Applications in multi-zone setups normally expect:
- Short network latencies between zones.
- Shared cluster control plane and API.
Multi-region readiness
For multi-region, applications should additionally:
- Be deployable in multiple clusters with:
- Same configuration templates (e.g., GitOps).
- Environment-specific values (endpoints, storage classes).
- Handle:
- Different latency profiles per region.
- Region-specific failures and partial outages.
- Be explicit about:
- Data ownership per region (e.g., sharding by geography vs full replication).
- Consistency requirements when switching regions.
Patterns:
- Read local, write primary:
- Reads served in each region.
- Writes go to a single primary region.
- Failover involves promoting a new primary.
- Region-local write with eventual consistency:
- Regions can accept writes locally.
- Background replication synchronizes changes.
- Conflicts handled by app logic or database conflict resolution.
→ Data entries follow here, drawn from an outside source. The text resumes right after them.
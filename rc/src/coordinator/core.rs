//! Reload coordinator task implementation
//!
//! A single task owns the session set and the pending map. Control requests,
//! change batches, connection-state transitions and the flush timer are all
//! events on this task, so none of them ever interleave.

use std::collections::HashMap;
use std::sync::Arc;
use std::sync::atomic::{AtomicBool, Ordering};

use tokio::sync::{broadcast, mpsc, oneshot, watch};
use tracing::{debug, info, warn};

use super::config::CoordinatorConfig;
use super::messages::{
    CONFIGURATION_RELOADED_MESSAGE, CoordinatorMetrics, EVENT_RECEIVED_MESSAGE, ReloadEvent, ReloadRequest,
};
use super::resolve::{PendingMap, accumulate};
use super::timer::FlushTimer;
use crate::domain::{Fqid, ServerId, Session, SessionId};
use crate::feed::{ChangeBatch, FeedSubscription, NotificationFeed};
use crate::reload::ReloadInvoker;
use crate::view::ConfigurationRegistry;

/// Collaborators the coordinator task calls into
pub(crate) struct Collaborators {
    pub feed: Arc<dyn NotificationFeed>,
    pub registry: Arc<dyn ConfigurationRegistry>,
    pub invoker: Arc<dyn ReloadInvoker>,
}

/// State owned exclusively by the coordinator task
struct CoordinatorState {
    sessions: HashMap<SessionId, Session>,
    pending: PendingMap,
    timer: FlushTimer,
    /// Set until the warm-up flush has run
    first_flush: bool,
    metrics: CoordinatorMetrics,
}

impl CoordinatorState {
    fn pending_entries(&self) -> usize {
        self.pending.values().map(|set| set.len()).sum()
    }

    fn refresh_gauges(&mut self) {
        self.metrics.sessions = self.sessions.len();
        self.metrics.pending_entries = self.pending_entries();
    }
}

/// The coordinator task: consumed by [`run`](CoordinatorTask::run)
pub(crate) struct CoordinatorTask {
    config: CoordinatorConfig,
    server: ServerId,
    collaborators: Collaborators,
    rx: mpsc::Receiver<ReloadRequest>,
    subscription: FeedSubscription,
    connection: watch::Receiver<bool>,
    events: broadcast::Sender<ReloadEvent>,
    connected: Arc<AtomicBool>,
}

impl CoordinatorTask {
    #[allow(clippy::too_many_arguments)]
    pub fn new(
        config: CoordinatorConfig,
        server: ServerId,
        collaborators: Collaborators,
        rx: mpsc::Receiver<ReloadRequest>,
        subscription: FeedSubscription,
        connection: watch::Receiver<bool>,
        events: broadcast::Sender<ReloadEvent>,
        connected: Arc<AtomicBool>,
    ) -> Self {
        Self {
            config,
            server,
            collaborators,
            rx,
            subscription,
            connection,
            events,
            connected,
        }
    }

    /// Publish an event; with no subscribers the event is dropped
    fn emit(&self, event: ReloadEvent) {
        debug!(event_type = event.event_type(), "CoordinatorTask::emit");
        let _ = self.events.send(event);
    }

    /// Run the coordinator until shutdown or until every handle is dropped
    pub async fn run(mut self) {
        let mut state = CoordinatorState {
            sessions: HashMap::new(),
            pending: PendingMap::new(),
            timer: FlushTimer::disabled(),
            first_flush: true,
            metrics: CoordinatorMetrics::default(),
        };

        // `connected` stays false until the feed reports a transition
        // Warm-up flush: runs before any reload work can be pending
        state.timer.arm(self.config.warmup_delay());

        let mut changes_open = true;
        let mut connection_open = true;

        info!(server = %self.server, "Reload coordinator started");

        loop {
            tokio::select! {
                biased;

                req = self.rx.recv() => match req {
                    Some(req) => {
                        if let Some(reply_tx) = self.handle_request(&mut state, req) {
                            info!(server = %self.server, "Reload coordinator shutting down");
                            state.timer.disable();
                            self.release().await;
                            let _ = reply_tx.send(());
                            break;
                        }
                    }
                    None => {
                        info!(server = %self.server, "All coordinator handles dropped");
                        state.timer.disable();
                        self.release().await;
                        break;
                    }
                },

                batch = self.subscription.changes.recv(), if changes_open => match batch {
                    Some(batch) => self.on_change_notification(&mut state, batch),
                    None => {
                        warn!(server = %self.server, "Change feed closed");
                        changes_open = false;
                    }
                },

                changed = self.connection.changed(), if connection_open => match changed {
                    Ok(()) => {
                        let connected = *self.connection.borrow_and_update();
                        self.on_connection_state(&mut state, connected);
                    }
                    Err(_) => {
                        warn!(server = %self.server, "Connection state feed closed");
                        connection_open = false;
                    }
                },

                _ = state.timer.expired(), if state.timer.is_armed() => {
                    self.flush(&mut state).await;
                }
            }
        }

        info!(server = %self.server, "Reload coordinator stopped");
    }

    /// Apply a control request; returns the reply channel of a shutdown request
    fn handle_request(&self, state: &mut CoordinatorState, req: ReloadRequest) -> Option<oneshot::Sender<()>> {
        match req {
            ReloadRequest::AddSession { session } => {
                debug!(session = %session.id(), user = %session.user(), "Adding session");
                state.sessions.insert(session.id().clone(), session);
            }

            ReloadRequest::RemoveSession { session_id } => {
                debug!(session = %session_id, "Removing session");
                if let Some(dropped) = state.pending.remove(&session_id) {
                    debug!(session = %session_id, dropped = dropped.len(), "Discarded pending reloads");
                }
                state.sessions.remove(&session_id);
            }

            ReloadRequest::GetPending { reply_tx } => {
                let _ = reply_tx.send(state.pending.clone());
            }

            ReloadRequest::GetMetrics { reply_tx } => {
                state.refresh_gauges();
                let _ = reply_tx.send(state.metrics.clone());
            }

            ReloadRequest::Shutdown { reply_tx } => return Some(reply_tx),
        }
        state.refresh_gauges();
        None
    }

    fn on_change_notification(&self, state: &mut CoordinatorState, batch: ChangeBatch) {
        debug!(server = %self.server, ids = batch.len(), "Change notification received");
        state.metrics.notifications_received += 1;

        let stats = accumulate(
            &batch,
            &state.sessions,
            &mut state.pending,
            self.collaborators.registry.as_ref(),
            &self.config.excluded_server_types,
        );
        state.metrics.ids_excluded += stats.excluded;
        state.metrics.ids_unresolved += stats.unresolved;
        state.refresh_gauges();

        debug!(
            added = stats.added,
            excluded = stats.excluded,
            unresolved = stats.unresolved,
            pending = state.metrics.pending_entries,
            "Pending reloads updated"
        );

        state.timer.arm(self.config.debounce());
        debug!(phase = ?state.timer.phase(), "Flush rescheduled");
        self.emit(ReloadEvent::diagnostic(EVENT_RECEIVED_MESSAGE));
    }

    fn on_connection_state(&self, state: &mut CoordinatorState, connected: bool) {
        info!(server = %self.server, connected, "Feed connection state changed");
        self.connected.store(connected, Ordering::SeqCst);
        state.metrics.connected = connected;
        self.emit(ReloadEvent::ConnectionStateChanged { connected });
    }

    async fn flush(&self, state: &mut CoordinatorState) {
        state.timer.disable();

        let mut reloads = 0;
        if state.first_flush {
            debug!(pending = state.pending_entries(), "Warm-up flush, skipping reloads");
        } else {
            // Drain before invoking so nothing borrowed from the state is held
            // across reload calls
            let batch: Vec<(Session, Fqid)> = state
                .pending
                .drain()
                .filter_map(|(session_id, servers)| state.sessions.get(&session_id).map(|s| (s.clone(), servers)))
                .flat_map(|(session, servers)| servers.into_iter().map(move |server| (session.clone(), server)))
                .collect();

            for (session, server) in batch {
                reloads += 1;
                state.metrics.reloads_invoked += 1;
                if let Err(e) = self.collaborators.invoker.reload(&session, &server).await {
                    warn!(session = %session.id(), %server, error = %e, "Reload failed");
                    state.metrics.reload_failures += 1;
                }
            }
        }
        state.first_flush = false;
        state.metrics.flushes += 1;
        state.refresh_gauges();

        info!(server = %self.server, reloads, "Configuration flush completed");
        self.emit(ReloadEvent::diagnostic(CONFIGURATION_RELOADED_MESSAGE));
        self.emit(ReloadEvent::FlushCompleted { reloads });
    }

    /// Drop the topic subscription and the feed connection
    async fn release(&self) {
        let feed = &self.collaborators.feed;
        if let Err(e) = feed.unsubscribe(&self.server, self.subscription.id).await {
            warn!(server = %self.server, error = %e, "Failed to unsubscribe from change feed");
        }
        if let Err(e) = feed.stop(&self.server).await {
            warn!(server = %self.server, error = %e, "Failed to release feed connection");
        }
    }
}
Operational aspects and trade-offs
Multi-zone and multi-region HA bring operational challenges that must be balanced with cost and complexity.
Cost vs availability
- Multi-zone:
- Additional nodes and LBs per zone, but still one cluster.
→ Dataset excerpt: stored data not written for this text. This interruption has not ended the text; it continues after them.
//! Reload invocation seam
//!
//! The coordinator hands each (session, owning server) pair to a
//! [`ReloadInvoker`]. Invocations are fire-and-forget from the coordinator's
//! side: a failure is logged and counted, never retried.

use async_trait::async_trait;
use eyre::Result;
use tracing::info;

use crate::domain::{Fqid, Session};

/// Performs the actual configuration reload for one session
#[async_trait]
pub trait ReloadInvoker: Send + Sync {
    /// Reload the part of `session`'s configuration owned by `server`
    ///
    /// Must not call back into the coordinator that invoked it.
    async fn reload(&self, session: &Session, server: &Fqid) -> Result<()>;
}

/// Invoker that only records each reload as a tracing event
#[derive(Debug, Clone, Default)]
pub struct TracingInvoker;

#[async_trait]
impl ReloadInvoker for TracingInvoker {
    async fn reload(&self, session: &Session, server: &Fqid) -> Result<()> {
        info!(session = %session.id(), user = %session.user(), %server, "Reloading configuration");
        Ok(())
    }
}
- Often considered a baseline for production cloud deployments.
- Multi-region:
- Doubling (or more) of infrastructure.
- Potential duplication of stateful services and platform components.
- Increased operational overhead (more clusters to manage).
Decision factors:
- Required SLA (uptime, RTO, RPO).
- Regulatory or latency-driven regional needs.
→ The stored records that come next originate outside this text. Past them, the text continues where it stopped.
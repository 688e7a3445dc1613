//! Reload coordinator
//!
//! Turns bursts of configuration change notifications into one deduplicated
//! reload pass per session:
//! - **Accumulate:** every changed id is resolved to its owning server and
//!   added to each registered session's pending set
//! - **Debounce:** each notification re-schedules a single-shot flush
//! - **Flush:** pending sets are drained into reload calls, then the timer
//!   stays idle until the next notification

mod config;
mod core;
mod handle;
mod messages;
mod resolve;
mod timer;

pub use config::CoordinatorConfig;
pub use handle::ReloadCoordinator;
pub use messages::{
    CONFIGURATION_RELOADED_MESSAGE, CoordinatorMetrics, EVENT_RECEIVED_MESSAGE, PendingSnapshot, ReloadEvent,
};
- Budget and team expertise.
Operational complexity
With multi-zone:
- Complexity mainly around:
- Node distribution
- Storage topology
- Ensuring workloads are properly spread
With multi-region:
- Additionally, you must manage:
- Multiple clusters’ lifecycle (upgrades, capacity, security).
- Global traffic routing strategy and automation.
- Data replication and failover procedures.
- Runbooks for partial-region failure, full-region failure, and “split-brain” scenarios.
Testing is crucial:
- Regularly simulate:
- Loss of a single zone
- Loss of control plane node(s)
- Entire region outage (in non-production or carefully controlled environments)
Summary of when to choose which design
- Single-region, multi-zone cluster:
- Preferred for:
- Most standard production workloads.
- Where regional outages are rare or acceptable risks.
- Pros:
- Simpler operations.
- Single control plane.
- Good protection against many kinds of failures.
- Multi-region, multi-cluster setup:
- Consider when:
- You must survive total loss of a region.
- You need low-latency access from distant geographies.
- Regulations require regional segregation.
- Pros:
- Higher resilience against large-scale failures.
- Better per-region latency.
- Cons:
- Significant complexity and cost.
- Non-trivial data consistency challenges.
An effective OpenShift HA strategy usually starts with solid multi-zone design, and only extends to multi-region when business continuity, geography, or compliance requirements clearly justify the added complexity.